Clod Iremonger, living in an alternate London in a grand mansion called Heap House, is part of a family responsible for "The Heaps" – great piles of trash. In this singularly imaginative novel, everyone is born with a birth object that they must keep with them at all times, or die. Clod, it turns out, has a rare gift for hearing the objects speak, which designates him as something of an outcast in his upper-class family. Lucy Pennant, a young servant, arrives at Heap House and the two become friends, and it is through this relationship that Clod learns the true nature of his family. Most striking is the style of the storytelling; it is labyrinthine, with delicate, complex language and drawings to evoke an eerie atmosphere. A very weird, smart, and dark first book of a trilogy laced with Mervyn Peake's sensibility told for a junk-filled world.

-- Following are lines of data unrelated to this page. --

use bigdecimal::BigDecimal;
use uuid::Uuid;

/// Candidate for a cart line: a catalog plant the user picked, without a
/// quantity. The store decides whether a line is appended at all.
#[derive(Debug, Clone, PartialEq)]
pub struct CartLineInput {
    pub plant_id: Uuid,
    pub name: String,
    pub unit_price: BigDecimal,
    pub image_url: String,
    pub nursery_id: Option<Uuid>,
}

/// One distinct plant selected for purchase. Quantity is always >= 1; a
/// decrement below one removes the line instead of storing zero.
#[derive(Debug, Clone, PartialEq)]
pub struct CartLine {
    pub plant_id: Uuid,
    pub name: String,
    pub unit_price: BigDecimal,
    pub image_url: String,
    pub quantity: u32,
    pub nursery_id: Option<Uuid>,
}

/// Order-sensitive digest of the cart's (plant, quantity) pairs. Two carts
/// compare equal exactly when they would produce the same order drafts.
#[derive(Debug, Clone, PartialEq, Eq)]
pub struct CartFingerprint(Vec<(Uuid, u32)>);

/// The session's cart. Explicitly owned and dependency-passed; all
/// operations are synchronous and run on a single caller sequence, so no
/// interior locking exists.
#[derive(Debug, Default)]
pub struct CartStore {
    lines: Vec<CartLine>,
}

impl CartStore {
    pub fn new() -> Self {
        Self::default()
    }

    /// Appends a new line with quantity 1 if no line shares the plant id.
    /// Re-adding an already-present plant is a silent no-op rather than a
    /// quantity bump. Returns whether a line was appended.
    pub fn add_item(&mut self, item: CartLineInput) -> bool {
        if self.contains(item.plant_id) {
            return false;
        }
        self.lines.push(CartLine {
            plant_id: item.plant_id,
            name: item.name,
            unit_price: item.unit_price,
            image_url: item.image_url,
            quantity: 1,
            nursery_id: item.nursery_id,
        });
        true
    }

    /// Removes the line with the matching plant id, if present.
    pub fn remove_item(&mut self, plant_id: Uuid) {
        self.lines.retain(|line| line.plant_id != plant_id);
    }

    /// Updates the matching line's quantity. Quantities below one are
    /// ignored; callers decrementing past one remove the line instead.
    pub fn set_quantity(&mut self, plant_id: Uuid, quantity: u32) {
        if quantity < 1 {
            return;
        }
        if let Some(line) = self.lines.iter_mut().find(|l| l.plant_id == plant_id) {
            line.quantity = quantity;
        }
    }

    /// Empties the cart unconditionally.
    pub fn clear(&mut self) {
        self.lines.clear();
    }

    pub fn contains(&self, plant_id: Uuid) -> bool {
        self.lines.iter().any(|line| line.plant_id == plant_id)
    }

    /// Lines in the order they were first added.
    pub fn lines(&self) -> &[CartLine] {
        &self.lines
    }

    pub fn len(&self) -> usize {
        self.lines.len()
    }

    pub fn is_empty(&self) -> bool {
        self.lines.is_empty()
    }

    /// Clone of the current lines, used to freeze the cart at the moment a
    /// payment widget opens.
    pub fn snapshot(&self) -> Vec<CartLine> {
        self.lines.clone()
    }

    pub fn fingerprint(&self) -> CartFingerprint {
        CartFingerprint(
            self.lines
                .iter()
                .map(|line| (line.plant_id, line.quantity))
                .collect(),
        )
    }
}
use crate::domain::errors::StorefrontError;
use crate::domain::ports::ImageStore;

use super::client::RestClient;

/// Object uploads into the public plant-images bucket.
pub struct RestImageStore {
    client: RestClient,
    bucket: String,
}

impl RestImageStore {
    pub const DEFAULT_BUCKET: &'static str = "plant-images";

    pub fn new(client: RestClient) -> Self {
        Self::with_bucket(client, Self::DEFAULT_BUCKET)
    }

    pub fn with_bucket(client: RestClient, bucket: impl Into<String>) -> Self {
        Self {
            client,
            bucket: bucket.into(),
        }
    }

    /// Publicly resolvable URL for an uploaded key.
    pub fn public_url(&self, key: &str) -> String {
        self.client
            .endpoint(&format!("storage/v1/object/public/{}/{}", self.bucket, key))
    }
}

impl ImageStore for RestImageStore {
    async fn upload(
        &self,
        key: &str,
        bytes: Vec<u8>,
        content_type: &str,
    ) -> Result<String, StorefrontError> {
        let url = self
            .client
            .endpoint(&format!("storage/v1/object/{}/{}", self.bucket, key));
        let response = self
            .client
            .http()
            .post(&url)
            .header("apikey", self.client.api_key())
            .bearer_auth(self.client.api_key())
            .header(reqwest::header::CONTENT_TYPE, content_type)
            .body(bytes)
            .send()
            .await?;
        if !response.status().is_success() {
            let status = response.status();
            let body = response.text().await.unwrap_or_default();
            return Err(StorefrontError::RemoteRequestFailed(format!(
                "{status} uploading {key}: {body}"
            )));
        }
        Ok(self.public_url(key))
    }
}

Floating Boy and the Girl Who Couldn't Fly By P.T. Jones, ChiZine, 250 pages

One day at a birthday party, Mary sees a boy climb a tree and then float away into the sky "like a lost balloon." Her friends don't believe her, and she has been struggling with tensions with her mother and anxiety. They live in the town of Ipswich, Mass. (incidentally, the location of the last witch trial in America), a strait-laced, religious place where strangeness is not favoured. Told in Mary's voice, full of teenage disquiet and malaise, this is the story of her solving the mystery of Floating Boy's levity, while searching for her little brother and trying to save her town. As written by Stephen Graham Jones and Paul Tremblay (under a pseudonym), Mary's narration is a slightly bratty conversation with the reader: sarcastic, defensive, moody, candid and sweet. Odd and fun.

Four By Veronica Roth, Katherine Tegen Books, 304 pages

Veronica Roth broke the hearts of her devoted readership at the end of Allegiant, the last book in the Divergent series. Hopefully, this collection of four stories featuring the character Four will be a balm and a welcome dose of Roth's world for those in withdrawal. Set two years before Divergent begins, the stories show the titular character's transition from his original faction of Abnegation to Dauntless, the changing of his name, his ascension in the hierarchy of the group, until he meets Tris. Bridging gaps by filling in details from Four's point of view enriches the post-apocalyptic Chicago Roth has constructed, and in this quartet of stories she has created a coming-of-age story, and a most satisfying prequel.